The test of Kohler’s reliability is in the number of markets that use a Kohler generator. Recently, the company signed an exclusive $87 million contract with the Federal Aviation Commission to supply generators and transfer switches to major airports throughout the United States. In other areas Kohler keeps a strong presence. Its engine division, with plants in Wisconsin and Mississippi, is a large revenue producing arm of the Kohler megalopolis. This division manufac-tures roughly 600,000 units a year and recently has begun a transition into 4-cylinder engines. The power density is similar to 2-cycle, Zolan says, but the four-cylinder advantage is four-fold: it’s more economic in terms of fuel use, environmentally friendly, electronically controlled and state-of-the-art.
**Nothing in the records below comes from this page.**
//
// Copyright (c) The FRR-MAD Contributors
//
// SPDX-License-Identifier: MIT
//

use std::collections::BTreeMap;
use std::net::Ipv4Addr;

use frrmad_utils::config::{
    AccessListDestination, AccessListItem, StaticFrrConfiguration,
};
use frrmad_utils::ip::Ipv4NetworkExt;
use ipnetwork::Ipv4Network;
use itertools::Itertools;
use serde::{Deserialize, Serialize};

use crate::advertisement::{Advertisement, normalize};
use crate::debug::Debug;

pub type AccessLists = BTreeMap<String, AccessListAnalyzer>;

// Static routes keyed by network address.
pub type StaticList = BTreeMap<String, StaticListEntry>;

#[derive(Clone, Debug, Eq, PartialEq)]
#[derive(Deserialize, Serialize)]
pub struct AccessListAnalyzer {
    pub access_list_name: String,
    pub entries: Vec<AclEntry>,
}

#[derive(Clone, Debug, Eq, PartialEq)]
#[derive(Deserialize, Serialize)]
pub struct AclEntry {
    // Network address, or "any".
    pub ip_address: String,
    pub prefix_length: u8,
    pub is_permit: bool,
    pub is_any: bool,
    pub sequence: u32,
}

#[derive(Clone, Debug, Eq, PartialEq)]
#[derive(Deserialize, Serialize)]
pub struct StaticListEntry {
    pub ip_address: String,
    pub prefix_length: u8,
    pub next_hop: String,
}

// ===== impl AclEntry =====

impl AclEntry {
    fn matches(&self, adv: &Advertisement) -> bool {
        if self.is_any {
            return true;
        }
        same_address(&self.ip_address, &adv.interface_address)
    }
}

impl From<&AccessListItem> for AclEntry {
    fn from(item: &AccessListItem) -> AclEntry {
        let (ip_address, prefix_length, is_any) = match &item.destination {
            AccessListDestination::Any => ("any".to_owned(), 0, true),
            AccessListDestination::Prefix(prefix) => {
                (prefix.ip().to_string(), prefix.prefix(), false)
            }
        };
        AclEntry {
            ip_address,
            prefix_length,
            is_permit: item.is_permit(),
            is_any,
            sequence: item.sequence,
        }
    }
}

// ===== global functions =====

// Converts the configured access-lists, with entries sorted by sequence
// number.
pub fn access_lists(config: &StaticFrrConfiguration) -> AccessLists {
    config
        .access_lists
        .iter()
        .map(|(name, acl)| {
            let entries = acl
                .items
                .iter()
                .map(AclEntry::from)
                .sorted_by_key(|entry| entry.sequence)
                .collect();
            let acl = AccessListAnalyzer {
                access_list_name: name.clone(),
                entries,
            };
            (name.clone(), acl)
        })
        .collect()
}

/// Returns whether the advertisement is excluded from the should-state by a
/// deny entry.
///
/// Any deny entry disqualifies, regardless of its position in the list: an
/// "any" deny excludes everything, a prefix deny excludes the advertisement
/// whose interface address equals the entry's address. Permit entries are
/// not consulted.
pub fn is_excluded_by_access_list(
    adv: &Advertisement,
    acls: &AccessLists,
) -> bool {
    for acl in acls.values() {
        if acl
            .entries
            .iter()
            .filter(|entry| !entry.is_permit)
            .any(|entry| entry.matches(adv))
        {
            Debug::AclExclude(adv, &acl.access_list_name).log();
            return true;
        }
    }
    false
}

pub fn static_list(config: &StaticFrrConfiguration) -> StaticList {
    config
        .static_routes
        .iter()
        .map(|route| {
            let prefix = route.prefix.apply_mask();
            let entry = StaticListEntry {
                ip_address: prefix.ip().to_string(),
                prefix_length: prefix.prefix(),
                next_hop: route.next_hop.clone(),
            };
            (entry.ip_address.clone(), entry)
        })
        .collect()
}

/// Returns the static routes that `redistribute static` actually injects
/// into OSPF.
///
/// Without a route-map every static route qualifies. With a route-map, a
/// route qualifies when the first matching entry of one of the access-lists
/// referenced by the route-map's permit clauses is a permit. A route-map
/// that doesn't exist denies everything.
pub fn redistributed_static_list(
    config: &StaticFrrConfiguration,
    acls: &AccessLists,
) -> StaticList {
    let Some(redist) = config
        .redistribution()
        .find(|redist| redist.route_type == "static")
    else {
        return StaticList::new();
    };

    let routes = static_list(config);
    let Some(route_map) = &redist.route_map else {
        return routes;
    };
    let Some(route_map) = config.route_maps.get(route_map) else {
        return StaticList::new();
    };

    let matching_acls = route_map
        .entries
        .iter()
        .sorted_by_key(|entry| entry.sequence)
        .filter(|entry| entry.permit)
        .filter_map(|entry| entry.match_access_list.as_deref())
        .filter_map(|name| acls.get(name))
        .collect::<Vec<_>>();

    routes
        .into_iter()
        .filter(|(_, route)| {
            matching_acls.iter().any(|acl| acl_permits(acl, route))
        })
        .collect()
}

// First-match evaluation of an access-list against a static route.
fn acl_permits(acl: &AccessListAnalyzer, route: &StaticListEntry) -> bool {
    let Ok(route_addr) = route.ip_address.parse::<Ipv4Addr>() else {
        return false;
    };

    acl.entries
        .iter()
        .find(|entry| {
            if entry.is_any {
                return true;
            }
            entry
                .ip_address
                .parse::<Ipv4Addr>()
                .ok()
                .and_then(|addr| {
                    Ipv4Network::new(addr, entry.prefix_length).ok()
                })
                .is_some_and(|network| {
                    network.contains(route_addr)
                        && route.prefix_length >= network.prefix()
                })
        })
        .is_some_and(|entry| entry.is_permit)
}

// Compares two addresses, numerically when both parse as IPv4.
fn same_address(a: &str, b: &str) -> bool {
    match (a.trim().parse::<Ipv4Addr>(), b.trim().parse::<Ipv4Addr>()) {
        (Ok(a), Ok(b)) => a == b,
        _ => {
            let (a, b) = (normalize(a), normalize(b));
            !a.is_empty() && a == b
        }
    }
}

// ===== unit tests =====
//
// Copyright (c) The FRR-MAD Contributors
//
// SPDX-License-Identifier: MIT
//

use std::sync::Arc;
use std::time::Duration;

use arc_swap::ArcSwapOption;
use frrmad_aggregator::collector::Collector;
use frrmad_aggregator::frrsocket::FrrSocket;
use frrmad_analyzer::analyzer::Analyzer;
use frrmad_utils::Receiver;
use frrmad_utils::snapshot::FrrSnapshot;
use frrmad_utils::task::IntervalTask;
use tracing::{debug, error, info, instrument};

use crate::config::Config;
use crate::exporter::Exporter;
use crate::socket::QueryServer;

// State shared between the poll loops, the query server and the metrics
// exporter.
#[derive(Debug, Default)]
pub struct State {
    // Latest snapshot collected from the FRR daemons.
    pub snapshot: ArcSwapOption<FrrSnapshot>,
    pub analyzer: Analyzer,
}

#[derive(Debug)]
pub struct Daemon {
    _aggregator: IntervalTask,
    _analyzer: Option<IntervalTask>,
    _server: Option<QueryServer>,
    _exporter: Option<Exporter>,
}

// ===== impl Daemon =====

impl Daemon {
    pub(crate) fn init(config: &Config) -> Daemon {
        let state = Arc::new(State::default());

        let socket = FrrSocket::new(
            config.frr.socket_dir.clone().into(),
            config.frr.command_timeout(),
        );
        let collector = Collector::new(socket, config.frr.config_source());
        let aggregator = aggregator_task(
            collector,
            Duration::from_secs(config.aggregator.poll_interval),
            state.clone(),
        );

        let analyzer = config.analyzer.enabled.then(|| {
            analyzer_task(
                Duration::from_secs(config.analyzer.poll_interval),
                state.clone(),
            )
        });

        let exporter = config.exporter.enabled.then(|| {
            match Exporter::start(
                config.exporter.address,
                Duration::from_secs(config.exporter.poll_interval),
                state.clone(),
            ) {
                Ok(exporter) => exporter,
                Err(error) => {
                    error!(address = %config.exporter.address, %error,
                        "failed to start metrics exporter");
                    std::process::exit(1);
                }
            }
        });

        let server = config.socket.enabled.then(|| {
            match QueryServer::start(config.socket.path.as_ref(), state) {
                Ok(server) => server,
                Err(error) => {
                    error!(path = %config.socket.path, %error,
                        "failed to start query server");
                    std::process::exit(1);
                }
            }
        });

        Daemon {
            _aggregator: aggregator,
            _analyzer: analyzer,
            _server: server,
            _exporter: exporter,
        }
    }

    // Runs until a termination signal is received. The poll loops and the
    // query server are stopped when the daemon is dropped.
    #[instrument(skip_all, "daemon")]
    pub(crate) async fn run(self, mut signal_rx: Receiver<()>) {
        let _ = signal_rx.recv().await;
        info!("shutting down");
    }
}

// ===== helper functions =====

fn aggregator_task(
    collector: Collector,
    interval: Duration,
    state: Arc<State>,
) -> IntervalTask {
    let collector = Arc::new(collector);
    IntervalTask::new(interval, true, move || {
        let collector = collector.clone();
        let state = state.clone();
        async move {
            let snapshot = collector.collect().await;
            state.snapshot.store(Some(Arc::new(snapshot)));
        }
    })
}

fn analyzer_task(interval: Duration, state: Arc<State>) -> IntervalTask {
    IntervalTask::new(interval, true, move || {
        let state = state.clone();
        async move {
            match state.snapshot.load_full() {
                Some(snapshot) => state.analyzer.analyze(&snapshot),
                None => debug!("no snapshot collected yet"),
            }
        }
    })
}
Kohler also maintains two facilities in Wisconsin that supply power generation units, plus a host of distributorships and branches throughout the United States, Africa and Europe. In 1996 Kohler opened an assembly facility in Singapore to serve the Asian market.

An Octopus of Ingenuity
The Kohler empire also includes a kitchen and bath group, Kohler Plumbing North America, Cabinetry and Tile, Sterling Plumbing, International Plumbing, Interiors Group and the Hospitality and Real Estate Group, which operates the only Five-Diamond rated resort in the Midwest. But when you think Kohler you think plumbing, power generators and engines. Says Purchasing Manager Steve Solymossy, the company’s staying power in the face of dramatic change in both domestic and global marketplaces revolves around its ability to provide a total solution. “We keep pace by providing a complete service. We are not known as only a supplier of generator sets. We’re known as a provider of a complete power system solution.”